This is the last post in the de Bruijn graph series. Although we did not mention explicitly, each of the previous posts was written to present a conceptual building block for the operations of de Bruijn graph-based assemblers. Only thing we did not discuss yet is how the assembly is really done.
For argument’s sake, imagine you are sequencing a very short gene using the shotgun approach. The sequencer gave you fragments for various parts of the gene, and you have to stitch them together to reconstruct the entire gene.
For a small gene, the stitching together is usually done by aligning all reads and taking the consensus sequence. Sequencing errors are expected to be removed by the consensus generating process.
We can also get fancy and do the assembly using de Bruijn graph method. In the following image, the de Bruijn graph for the same five reads is shown. The reads are also displayed above nodes in five identifiable colors.
The de Bruijn graph shown above is linear. Therefore, there is no ambiguity in deciding which k-mer comes after which one. The gene sequence can be reconstructed by starting from one of the graph, and progressively adding extra nucleotides based on subsequent nodes.
The reads in the above example did not have any error. As we explained before, sequencing errors create orphan branches or loops in the de Bruijn graph. Those branches are supported by very small number of reads. So, our quick and dirty de Bruijn assembler needs to include another step (error correction step), where it cleans up all hanging branches or loops supported by handful of reads. The linear chain becomes apparent after the cleaning step, and the gene can be reconstructed.
Conceptually, a de Bruijn assembler for a large genome is not different from the above example. For any genome, we can choose K-mer size large enough (say K=1000 or K=10000) so that the de Bruijn graph turns linear. Once the de Bruijn graph is linear, it is real simple to derive the genome from the de Bruijn graph.
At this point, you are probably going to say – “Hey, wait a sec. How can one construct de Bruijn graph with K=5000, when the reads are not larger than 100 nucleotides.” The answer is simple – mate pairs. You can conceptually think of read pairs that are 5 Kb apart in the genome to produce a giant de Bruijn graph node with size ~5000 nucleotides.
I understand that I am digging a deeper hole for myself. Insert sizes are variable and may not be exactly 5000 nucleotide. Does that mean we are building de Bruijn graph, whose node sizes vary between 4900 nucleotides and 5100 nucleotides?
Instead I like you to forget everything that is said in the last three paragraphs (marked in red). Let me present the matter in traditional way. After you understand what I say below and think deeply about it, you will come to agree with me that large inserts are effectively helping one build de Bruijn graphs with large K-mer sizes, but it is not said that way.
So, how do the de Bruijn assemblers really assemble large genomes from short reads?
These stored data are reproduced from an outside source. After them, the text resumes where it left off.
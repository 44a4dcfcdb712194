use std::time::Duration;

// Frame-time driven timers. Nothing here reads a clock; callers feed the
// elapsed time of each frame.

const MIN_PERIOD: Duration = Duration::from_millis(1);

/// Repeating timer.
#[derive(Debug, Clone)]
pub struct Interval {
    period: Duration,
    elapsed: Duration,
}

impl Interval {
    pub fn new(period: Duration) -> Self {
        Self { period: period.max(MIN_PERIOD), elapsed: Duration::ZERO }
    }

    /// Returns how many periods completed during `dt`.
    pub fn advance(&mut self, dt: Duration) -> u32 {
        self.elapsed += dt;
        let mut fired = 0;
        while self.elapsed >= self.period {
            self.elapsed -= self.period;
            fired += 1;
        }
        fired
    }
}

/// One-shot timer.
#[derive(Debug, Clone)]
pub struct Timeout {
    remaining: Duration,
}

impl Timeout {
    pub fn new(after: Duration) -> Self {
        Self { remaining: after }
    }

    /// `Some(overshoot)` once expired: the part of `dt` left after expiry.
    pub fn advance(&mut self, dt: Duration) -> Option<Duration> {
        if dt >= self.remaining {
            let overshoot = dt - self.remaining;
            self.remaining = Duration::ZERO;
            Some(overshoot)
        } else {
            self.remaining -= dt;
            None
        }
    }
}
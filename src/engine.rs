use std::path::Path;
use std::time::Duration;
use raylib::prelude::*;
use tracing::error;
use crate::carousel::{Carousel, Command};
use crate::constants::*;
use crate::controls::{to_framebuffer, Control, Controls};
use crate::layer::Layer;
use crate::texture_loader::{load_layers, TextureLoader};

pub struct CarouselEngine {
    carousel: Carousel,
    layers: Vec<Layer<Texture2D>>,
    controls: Controls,

    hovered: Option<Control>,
    pending: Vec<Command>, // User commands polled this frame, applied in order
}

impl CarouselEngine {
    pub fn new(carousel: Carousel) -> Self {
        let controls = Controls::layout(carousel.slides().len(), 0);
        Self {
            carousel,
            layers: Vec::new(),
            controls,
            hovered: None,
            pending: Vec::new(),
        }
    }

    pub fn carousel(&self) -> &Carousel {
        &self.carousel
    }

    pub fn unmount(&mut self) {
        self.pending.clear();
        self.carousel.unmount();
    }

    pub fn initialize(&mut self, rl: &mut RaylibHandle, thread: &RaylibThread, placeholder: &Path) -> bool {
        let mut loader = TextureLoader::new(rl, thread, placeholder.to_path_buf());
        let state = self.carousel.state();
        let scale_transition = self.carousel.policy().scale_transition;

        match load_layers(&mut loader, self.carousel.slides(), state.current_index, scale_transition) {
            Ok(layers) => {
                self.layers = layers;
                true
            }
            Err(e) => {
                error!(error = %e, "failed to prepare slide textures");
                false
            }
        }
    }

    pub fn handle_input(&mut self, rl: &RaylibHandle) {
        let mouse = to_framebuffer(
            rl.get_mouse_position(),
            rl.get_screen_width() as f32,
            rl.get_screen_height() as f32,
        );
        self.hovered = self.controls.hit_test(mouse);

        if rl.is_mouse_button_pressed(MouseButton::MOUSE_BUTTON_LEFT) {
            if let Some(control) = self.hovered {
                self.pending.push(control.command());
            }
        }

        if rl.is_key_pressed(KeyboardKey::KEY_LEFT) {
            self.pending.push(Command::Prev);
        }
        if rl.is_key_pressed(KeyboardKey::KEY_RIGHT) {
            self.pending.push(Command::Next);
        }

        let digits = [
            KeyboardKey::KEY_ONE, KeyboardKey::KEY_TWO, KeyboardKey::KEY_THREE,
            KeyboardKey::KEY_FOUR, KeyboardKey::KEY_FIVE, KeyboardKey::KEY_SIX,
            KeyboardKey::KEY_SEVEN, KeyboardKey::KEY_EIGHT, KeyboardKey::KEY_NINE,
        ];
        for (index, key) in digits.into_iter().enumerate() {
            if rl.is_key_pressed(key) {
                self.pending.push(Command::GoTo(index));
            }
        }
    }

    pub fn render_frame(&mut self, dt: f32, rl: &mut RaylibHandle, thread: &RaylibThread, framebuffer: &mut RenderTexture2D) -> bool {
        if !self.carousel.is_mounted() {
            return false;
        }

        // 1. Timer ticks for the elapsed frame, then this frame's user commands
        self.carousel.step(Duration::from_secs_f32(dt.max(0.0)), self.pending.drain(..));

        // 2. Retarget and advance the cross-fade
        let state = self.carousel.state();
        for (i, layer) in self.layers.iter_mut().enumerate() {
            layer.set_active(i == state.current_index);
            layer.update(dt);
        }
        if state.transitioning && self.layers.iter().all(|layer| !layer.is_animating) {
            self.carousel.finish_transition();
        }

        if self.controls.current_index() != state.current_index {
            self.controls = Controls::layout(self.layers.len(), state.current_index);
        }

        // 3. Draw
        rl.draw_texture_mode(thread, framebuffer, |mut tmd| {
            let mut d = tmd.begin_drawing(thread);
            d.clear_background(Color::BLACK);
            d.draw_rectangle_gradient_v(
                0, 0, RENDER_WIDTH, RENDER_HEIGHT,
                Color::new(0, 0, 0, 255),
                Color::new(17, 24, 39, 255),
            );

            // All layers every frame; inactive ones are transparent
            for layer in self.layers.iter() {
                layer.draw(&mut d);
            }

            self.controls.draw(&mut d, self.hovered);
        });

        true
    }
}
Step 1. A giant de Bruijn graph is constructed from all reads, but mate pair information is ignored first. This is because de Bruijn graphs cannot preserve sequence space correlations. So, there is no way to naturally incorporate mate pair data within de Bruijn graph.
Step 2. The de Bruijn graph is cleaned from all possible sequencing errors. That means all hanging branches and loops supported by few reads are purged.
Step 3.Some parts of the giant graph can be linearly traversed. Efforts are made to simplify those linear parts as much as possible. After this step, we may get few contigs longer than 1Kb from non-repetitive regions of the genome. Other parts of de Bruijn graph having junctions (representing repetitive regions) cannot be simplified. Therefore, contig size never gets too large at this stage for complex eukaryotic genomes.
Step 4.Mate pair information is introduced next. An attempt is made to find linear paths through the graph that satisfy restrictions imposed by read pair distance on two ends. A good example of how that is done is provided in the Velvet paper. Please jump to their Breadcrumb: Resolution of repeats with short read pairs section.
The contig/scaffold size after Step 4 depends on repeat structure of the genome and mate pair insert sizes. Some less complex genomes may be derived with insert sizes 5 Kb long. Other complex genomes may require inserts of size 20 Kb. This is where the three red paragraphs become handy. In our original description of de Bruijn graph, we started with building de Bruijn graph for the genome itself. I believe (although I have no calculation to prove this assertion) if the de Bruijn graph of a genome is simple and linear with K-mer size=5000 nt, one should be able to assemble it from insert sizes of 5Kb length. On the other hand, a complex genome with many 5Kb repeat regions will need larger insert sizes (let’s say 20Kb). Please do not use my word on the above matter and DYODD to decide what to do for a sequencing project.